The evidence on hormone medications is nuanced. Local vaginal oestrogen, typically delivered as creams, tablets, inserts, suppositories or vaginal rings, treats symptoms like dryness, irritation and recurrent urinary tract infections safely. “Those products are really totally safe,” Streicher said, noting they never should have carried the warning.

Systemic oestrogen presents more complexity. Different preparations carry varying risks. Oral oestrogen increases blood clot risk, while transdermal patches do not. Synthetic progesterone carries a small increased breast cancer risk. The medications are unsuitable for people with histories of breast or uterine cancer.

Maki’s research on menopause and dementia illustrates the complexity. She once believed memory issues could be linked to oestrogen loss during menopause. Initial research suggested women using hormone therapy for menopause symptoms saw memory improvements.

However, when Maki conducted a large randomised study among a broader group of menopausal women, not just those with symptoms, results differed significantly. “Far from showing benefit, it actually showed a trend toward harm,” Maki said. Three other large randomised trials produced similar results.

Maki now believes treating menopause symptoms, whether with hormone therapy or other medications, is key to improving memory. Using hormone therapy for dementia prevention more widely is “just not based in science”, she said.

An HHS spokesperson said “randomised studies show that women who initiate HRT within 10 years of the onset of menopause (generally before age 60) have a reduction in all-cause mortality and fractures”. The HHS did not respond to questions about officials’ statements on purported protection against dementia or provide evidence for wider use of the medications.

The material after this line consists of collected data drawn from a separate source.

// Copyright (C) 2025 The pascal-rs Authors.
//
// models/operation.rs file belongs to the pascal-rs project and is free
// software distributed under the MIT software license, see the
// accompanying file LICENSE in the main directory of the
// repository or http://www.opensource.org/licenses/mit-license.php
// for more details.
//
// Redistribution and use in source and binary forms with or without
// modifications are permitted.

use super::{Changer, ModelError, ModelResult, Receiver, Sender};
use crate::client::fields::{
    account_field, block_field, bool_or, currency_field, i64_field, list_field, optional_account,
    optional_currency, optional_string, string_or_empty, u64_field, u64_or, JsonObject,
};
use pascal_primitives::{AccountNumber, BlockNumber, OperationHash, OperationType, PascalCurrency};

/// An operation as returned by the block, account and pending operation calls.
#[derive(Debug, Clone, PartialEq)]
pub struct Operation {
    /// Empty for operations that are not yet hashed
    pub ophash: OperationHash,

    pub valid: bool,

    /// Error text of an invalid operation
    pub errors: Option<String>,

    pub block: BlockNumber,
    pub time: u64,

    /// Position inside the block
    pub opblock: u64,

    /// Blocks mined on top of the including block
    pub maturation: u64,

    pub optype: OperationType,

    /// Acting account, absent for multi-operations
    pub account: Option<AccountNumber>,

    /// Human readable description
    pub optxt: String,

    /// Amount moved, only set for transactions
    pub amount: Option<PascalCurrency>,

    pub fee: PascalCurrency,

    /// Balance of the acting account after the operation
    pub balance: Option<PascalCurrency>,

    pub subtype: String,

    /// Signing account, absent for multi-operations
    pub signer_account: Option<AccountNumber>,

    pub senders: Vec<Sender>,
    pub receivers: Vec<Receiver>,
    pub changers: Vec<Changer>,

    /// The object this entity was read from
    pub raw: JsonObject,
}

impl Operation {
    /// Creates from JSON
    pub fn from_json(json: &JsonObject) -> ModelResult<Self> {
        let optype_value = i64_field(json, "optype")?;
        let optype = OperationType::try_from(optype_value).map_err(|source| {
            ModelError::Validation {
                field: "optype".to_string(),
                source,
            }
        })?;

        let ophash = match optional_string(json, "ophash")? {
            Some(hash) => OperationHash::new(hash).map_err(|source| ModelError::Validation {
                field: "ophash".to_string(),
                source,
            })?,
            None => OperationHash::default(),
        };

        let (account, signer_account) = if optype.is_multi() {
            (None, None)
        } else {
            (
                Some(account_field(json, "account")?),
                optional_account(json, "signer_account")?,
            )
        };

        let amount = if optype == OperationType::Transaction {
            Some(currency_field(json, "amount")?)
        } else {
            None
        };

        Ok(Self {
            ophash,
            valid: bool_or(json, "valid", true)?,
            errors: optional_string(json, "errors")?,
            block: block_field(json, "block")?,
            time: u64_field(json, "time")?,
            opblock: u64_or(json, "opblock", 0)?,
            maturation: u64_or(json, "maturation", 0)?,
            optype,
            account,
            optxt: string_or_empty(json, "optxt")?,
            amount,
            fee: currency_field(json, "fee")?,
            balance: optional_currency(json, "balance")?,
            subtype: string_or_empty(json, "subtype")?,
            signer_account,
            senders: list_field(json, "senders", Sender::from_json)?,
            receivers: list_field(json, "receivers", Receiver::from_json)?,
            changers: list_field(json, "changers", Changer::from_json)?,
            raw: json.clone(),
        })
    }

    /// A copy of this operation with maturation one block higher.
    #[must_use]
    pub fn matured(&self) -> Self {
        Self {
            maturation: self.maturation.saturating_add(1),
            ..self.clone()
        }
    }

    /// True while the operation still waits in the pending pool.
    #[must_use]
    pub fn is_pending(&self) -> bool {
        self.block.value() == 0 && self.ophash.value().is_empty()
    }
}

#[cfg(test)]
mod tests {
    use super::*;
    use serde_json::{json, Value};

    fn obj(value: Value) -> JsonObject {
        value.as_object().cloned().expect("object")
    }

    fn transaction() -> JsonObject {
        obj(json!({
            "block": 100,
            "time": 1_500_000_000,
            "opblock": 2,
            "maturation": 10,
            "optype": 1,
            "subtype": 12,
            "account": 33,
            "signer_account": 33,
            "optxt": "Tx-In 1.0000 PASC from 33-xx to 44-xx",
            "amount": 1,
            "fee": 0,
            "balance": 5,
            "ophash": "64000000210000000200000045A9B4C4",
            "senders": [{"account": 33, "n_operation": 2, "amount": -1, "payload": ""}],
            "receivers": [{"account": 44, "amount": 1, "payload": ""}],
            "changers": []
        }))
    }

    #[test]
    fn transaction_parses_with_amount() {
        let op = Operation::from_json(&transaction()).unwrap();
        assert_eq!(op.optype, OperationType::Transaction);
        assert!(op.valid);
        assert_eq!(op.errors, None);
        assert_eq!(op.account.as_ref().map(AccountNumber::account), Some(33));
        assert_eq!(op.amount.as_ref().map(PascalCurrency::to_pascal).as_deref(), Some("1.0000"));
        assert_eq!(op.subtype, "12");
        assert_eq!(op.senders.len(), 1);
        assert_eq!(op.receivers[0].account.account(), 44);
        assert!(op.changers.is_empty());
        assert!(!op.is_pending());
    }

    #[test]
    fn amount_only_for_transactions() {
        let mut json = transaction();
        json.insert("optype".to_string(), json!(2));
        let op = Operation::from_json(&json).unwrap();
        assert_eq!(op.optype, OperationType::ChangeKey);
        assert_eq!(op.amount, None);
    }

    #[test]
    fn multi_operation_has_no_single_account() {
        let json = obj(json!({
            "block": 0,
            "time": 0,
            "optype": 9,
            "fee": 0,
            "senders": [{"account": 1, "n_operation": 1, "amount": -2}],
            "receivers": [{"account": 2, "amount": 1}, {"account": 3, "amount": 1}]
        }));
        let op = Operation::from_json(&json).unwrap();
        assert!(op.optype.is_multi());
        assert_eq!(op.account, None);
        assert_eq!(op.signer_account, None);
        assert_eq!(op.receivers.len(), 2);
        assert!(op.ophash.value().is_empty());
        assert!(op.is_pending());
    }

    #[test]
    fn invalid_optype_is_rejected() {
        let mut json = transaction();
        json.insert("optype".to_string(), json!(42));
        assert!(matches!(
            Operation::from_json(&json),
            Err(ModelError::Validation { ref field, .. }) if field == "optype"
        ));
    }

    #[test]
    fn invalid_operations_carry_errors() {
        let mut json = transaction();
        json.insert("valid".to_string(), json!(false));
        json.insert("errors".to_string(), json!("Invalid n_operation"));
        let op = Operation::from_json(&json).unwrap();
        assert!(!op.valid);
        assert_eq!(op.errors.as_deref(), Some("Invalid n_operation"));
    }

    #[test]
    fn matured_increments_only_maturation() {
        let op = Operation::from_json(&transaction()).unwrap();
        let next = op.matured();
        assert_eq!(next.maturation, 11);
        assert_eq!(op.maturation, 10);
        assert_eq!(next.ophash, op.ophash);
    }
}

During the press conference, officials positioned the decision as challenging “medical group think” and “medical dogma”. Kennedy said “the label was designed to frighten women and to silence doctors” and accused the American medical establishment of turning its back on women.

Makary said the decision was “challenging the paternalism of medicine”, but then stated hormone therapy “has saved marriages”, suggesting marital satisfaction as a key outcome of the medication.

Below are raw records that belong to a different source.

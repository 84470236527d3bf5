// Copyright (C) 2025 The pascal-rs Authors.
//
// client/fields.rs file belongs to the pascal-rs project and is free
// software distributed under the MIT software license, see the
// accompanying file LICENSE in the main directory of the
// repository or http://www.opensource.org/licenses/mit-license.php
// for more details.
//
// Redistribution and use in source and binary forms with or without
// modifications are permitted.

//! Field readers shared by the entity models.
//!
//! Nodes are loose about scalar encodings: counters sometimes arrive as
//! strings and flags as `0`/`1`. The readers accept those forms and report
//! the offending field name otherwise.

pub(crate) use super::models::JsonObject;
use super::models::{ModelError, ModelResult};
use pascal_primitives::{
    AccountNumber, BlockNumber, EncodedPublicKey, HexaString, PascalCurrency, PrimitiveError,
};
use serde_json::Value;

pub(crate) fn as_object<'a>(value: &'a Value, context: &str) -> ModelResult<&'a JsonObject> {
    value.as_object().ok_or_else(|| ModelError::ExpectedObject {
        context: context.to_string(),
    })
}

pub(crate) fn as_array<'a>(value: &'a Value, context: &str) -> ModelResult<&'a Vec<Value>> {
    value.as_array().ok_or_else(|| ModelError::ExpectedArray {
        context: context.to_string(),
    })
}

/// A present, non null field.
pub(crate) fn present<'a>(obj: &'a JsonObject, field: &str) -> Option<&'a Value> {
    obj.get(field).filter(|v| !v.is_null())
}

pub(crate) fn required<'a>(obj: &'a JsonObject, field: &str) -> ModelResult<&'a Value> {
    present(obj, field).ok_or_else(|| ModelError::missing(field))
}

fn validation(field: &str) -> impl FnOnce(PrimitiveError) -> ModelError + '_ {
    move |source| ModelError::Validation {
        field: field.to_string(),
        source,
    }
}

pub(crate) fn value_to_u64(value: &Value) -> Option<u64> {
    match value {
        Value::Number(n) => n.as_u64().or_else(|| {
            n.as_f64()
                .filter(|f| f.fract() == 0.0 && *f >= 0.0 && *f <= u64::MAX as f64)
                .map(|f| f as u64)
        }),
        Value::String(s) => s.trim().parse().ok(),
        _ => None,
    }
}

pub(crate) fn value_to_i64(value: &Value) -> Option<i64> {
    match value {
        Value::Number(n) => n.as_i64().or_else(|| {
            n.as_f64()
                .filter(|f| f.fract() == 0.0 && f.abs() <= i64::MAX as f64)
                .map(|f| f as i64)
        }),
        Value::String(s) => s.trim().parse().ok(),
        _ => None,
    }
}

pub(crate) fn value_to_bool(value: &Value) -> Option<bool> {
    match value {
        Value::Bool(b) => Some(*b),
        Value::Number(_) => value_to_i64(value).map(|n| n != 0),
        Value::String(s) => match s.as_str() {
            "true" | "1" => Some(true),
            "false" | "0" | "" => Some(false),
            _ => None,
        },
        _ => None,
    }
}

/// Renders a scalar as text, numbers keep their JSON spelling.
pub(crate) fn value_to_text(value: &Value) -> Option<String> {
    match value {
        Value::String(s) => Some(s.clone()),
        Value::Number(n) => Some(n.to_string()),
        Value::Bool(b) => Some(b.to_string()),
        _ => None,
    }
}

pub(crate) fn u64_field(obj: &JsonObject, field: &str) -> ModelResult<u64> {
    value_to_u64(required(obj, field)?).ok_or_else(|| ModelError::invalid(field, "expected unsigned integer"))
}

pub(crate) fn u64_or(obj: &JsonObject, field: &str, default: u64) -> ModelResult<u64> {
    present(obj, field).map_or(Ok(default), |_| u64_field(obj, field))
}

pub(crate) fn optional_u64(obj: &JsonObject, field: &str) -> ModelResult<Option<u64>> {
    present(obj, field).map(|_| u64_field(obj, field)).transpose()
}

pub(crate) fn i64_field(obj: &JsonObject, field: &str) -> ModelResult<i64> {
    value_to_i64(required(obj, field)?).ok_or_else(|| ModelError::invalid(field, "expected integer"))
}

pub(crate) fn optional_i64(obj: &JsonObject, field: &str) -> ModelResult<Option<i64>> {
    present(obj, field).map(|_| i64_field(obj, field)).transpose()
}

pub(crate) fn u32_field(obj: &JsonObject, field: &str) -> ModelResult<u32> {
    u32::try_from(u64_field(obj, field)?).map_err(|_| ModelError::invalid(field, "out of range"))
}

pub(crate) fn u16_field(obj: &JsonObject, field: &str) -> ModelResult<u16> {
    u16::try_from(u64_field(obj, field)?).map_err(|_| ModelError::invalid(field, "out of range"))
}

pub(crate) fn bool_field(obj: &JsonObject, field: &str) -> ModelResult<bool> {
    value_to_bool(required(obj, field)?).ok_or_else(|| ModelError::invalid(field, "expected boolean"))
}

pub(crate) fn bool_or(obj: &JsonObject, field: &str, default: bool) -> ModelResult<bool> {
    present(obj, field).map_or(Ok(default), |_| bool_field(obj, field))
}

pub(crate) fn string_field(obj: &JsonObject, field: &str) -> ModelResult<String> {
    value_to_text(required(obj, field)?).ok_or_else(|| ModelError::invalid(field, "expected string"))
}

pub(crate) fn string_or_empty(obj: &JsonObject, field: &str) -> ModelResult<String> {
    Ok(optional_string(obj, field)?.unwrap_or_default())
}

pub(crate) fn optional_string(obj: &JsonObject, field: &str) -> ModelResult<Option<String>> {
    present(obj, field).map(|_| string_field(obj, field)).transpose()
}

pub(crate) fn hex_field(obj: &JsonObject, field: &str) -> ModelResult<HexaString> {
    HexaString::new(string_field(obj, field)?).map_err(validation(field))
}

pub(crate) fn hex_or_empty(obj: &JsonObject, field: &str) -> ModelResult<HexaString> {
    present(obj, field).map_or(Ok(HexaString::default()), |_| hex_field(obj, field))
}

pub(crate) fn encoded_key_field(obj: &JsonObject, field: &str) -> ModelResult<EncodedPublicKey> {
    hex_field(obj, field).map(EncodedPublicKey::from)
}

pub(crate) fn optional_encoded_key(
    obj: &JsonObject,
    field: &str,
) -> ModelResult<Option<EncodedPublicKey>> {
    present(obj, field).map(|_| encoded_key_field(obj, field)).transpose()
}

/// Reads an amount expressed in pascals, e.g. `12.3456`.
pub(crate) fn currency_field(obj: &JsonObject, field: &str) -> ModelResult<PascalCurrency> {
    PascalCurrency::parse(&string_field(obj, field)?).map_err(validation(field))
}

pub(crate) fn optional_currency(
    obj: &JsonObject,
    field: &str,
) -> ModelResult<Option<PascalCurrency>> {
    present(obj, field).map(|_| currency_field(obj, field)).transpose()
}

/// Reads an account given either as a bare id or as `id-checksum`.
pub(crate) fn account_field(obj: &JsonObject, field: &str) -> ModelResult<AccountNumber> {
    let value = required(obj, field)?;
    match value_to_u64(value) {
        Some(id) => Ok(AccountNumber::new(id)),
        None => {
            let text = value_to_text(value)
                .ok_or_else(|| ModelError::invalid(field, "expected account number"))?;
            AccountNumber::parse(&text).map_err(validation(field))
        }
    }
}

pub(crate) fn optional_account(
    obj: &JsonObject,
    field: &str,
) -> ModelResult<Option<AccountNumber>> {
    present(obj, field).map(|_| account_field(obj, field)).transpose()
}

pub(crate) fn block_field(obj: &JsonObject, field: &str) -> ModelResult<BlockNumber> {
    u64_field(obj, field).map(BlockNumber::new)
}

/// Maps every element of an optional array field, missing or null yields an empty list.
pub(crate) fn list_field<T>(
    obj: &JsonObject,
    field: &str,
    factory: impl Fn(&JsonObject) -> ModelResult<T>,
) -> ModelResult<Vec<T>> {
    match present(obj, field) {
        None => Ok(Vec::new()),
        Some(value) => as_array(value, field)?
            .iter()
            .map(|item| as_object(item, field).and_then(&factory))
            .collect(),
    }
}

#[cfg(test)]
mod tests {
    use super::*;
    use serde_json::json;

    fn obj(value: Value) -> JsonObject {
        value.as_object().cloned().expect("object")
    }

    #[test]
    fn numbers_accept_string_and_float_forms() {
        let o = obj(json!({"a": 5, "b": "6", "c": 7.0, "d": -1, "e": "x"}));
        assert_eq!(u64_field(&o, "a").unwrap(), 5);
        assert_eq!(u64_field(&o, "b").unwrap(), 6);
        assert_eq!(u64_field(&o, "c").unwrap(), 7);
        assert!(u64_field(&o, "d").is_err());
        assert_eq!(i64_field(&o, "d").unwrap(), -1);
        assert!(matches!(
            u64_field(&o, "e"),
            Err(ModelError::InvalidField { ref field, .. }) if field == "e"
        ));
    }

    #[test]
    fn missing_and_null_fields_are_missing() {
        let o = obj(json!({"n": null}));
        assert!(matches!(u64_field(&o, "n"), Err(ModelError::MissingField { .. })));
        assert!(matches!(u64_field(&o, "z"), Err(ModelError::MissingField { .. })));
        assert_eq!(optional_u64(&o, "n").unwrap(), None);
        assert_eq!(u64_or(&o, "z", 3).unwrap(), 3);
    }

    #[test]
    fn booleans_accept_numeric_flags() {
        let o = obj(json!({"t": true, "one": 1, "zero": 0, "s": "true"}));
        assert!(bool_field(&o, "t").unwrap());
        assert!(bool_field(&o, "one").unwrap());
        assert!(!bool_field(&o, "zero").unwrap());
        assert!(bool_field(&o, "s").unwrap());
        assert!(bool_or(&o, "missing", true).unwrap());
    }

    #[test]
    fn currency_reads_numbers_and_strings() {
        let o = obj(json!({"a": 12.3456, "b": "1,000", "c": 5}));
        assert_eq!(currency_field(&o, "a").unwrap().molinas(), "123456");
        assert_eq!(currency_field(&o, "b").unwrap().molinas(), "10000000");
        assert_eq!(currency_field(&o, "c").unwrap().to_pascal(), "5.0000");
    }

    #[test]
    fn account_reads_id_or_checksummed_form() {
        let o = obj(json!({"a": 77, "b": "77-44", "c": "77-10"}));
        assert_eq!(account_field(&o, "a").unwrap().to_string(), "77-44");
        assert_eq!(account_field(&o, "b").unwrap().account(), 77);
        assert!(matches!(
            account_field(&o, "c"),
            Err(ModelError::Validation { ref field, .. }) if field == "c"
        ));
    }

    #[test]
    fn invalid_hex_reports_field() {
        let o = obj(json!({"h": "abc"}));
        assert!(matches!(
            hex_field(&o, "h"),
            Err(ModelError::Validation { ref field, .. }) if field == "h"
        ));
        assert!(hex_or_empty(&o, "missing").unwrap().is_empty());
    }
}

“It was not only scientifically wrong, but it was offensive,” Streicher said.”

The FDA opted for the panel format because advisory committee meetings are “bureaucratic, long, often conflicted and very expensive”, Makary said. He indicated more panels with guests who “speak [their] mind passionately” will occur in future.

Typically, expert advisory committees hold public discussions on evidence before making recommendations to the FDA, which subject-matter experts at the agency, rarely the commissioner, may accept or reject. The July panel included researchers who have published on menopause and doctors with large social media followings, but no oncologists.

Makary’s most recent book includes a chapter on hormone replacement therapy arguing that it has been shown to “increase a woman’s longevity by three years”. The more accepted medical term for treatment for women over 40 is menopause hormone therapy.

Streicher expressed concern about precedents set by the decision, noting the agency is also re-examining medications like mifepristone, a safe and effective abortion medication.

“Hormone therapy is safe and effective for those with menopause symptoms,” Streicher concluded. “But do I tell every single woman who goes through menopause that she needs to be on hormone therapy? Absolutely not.”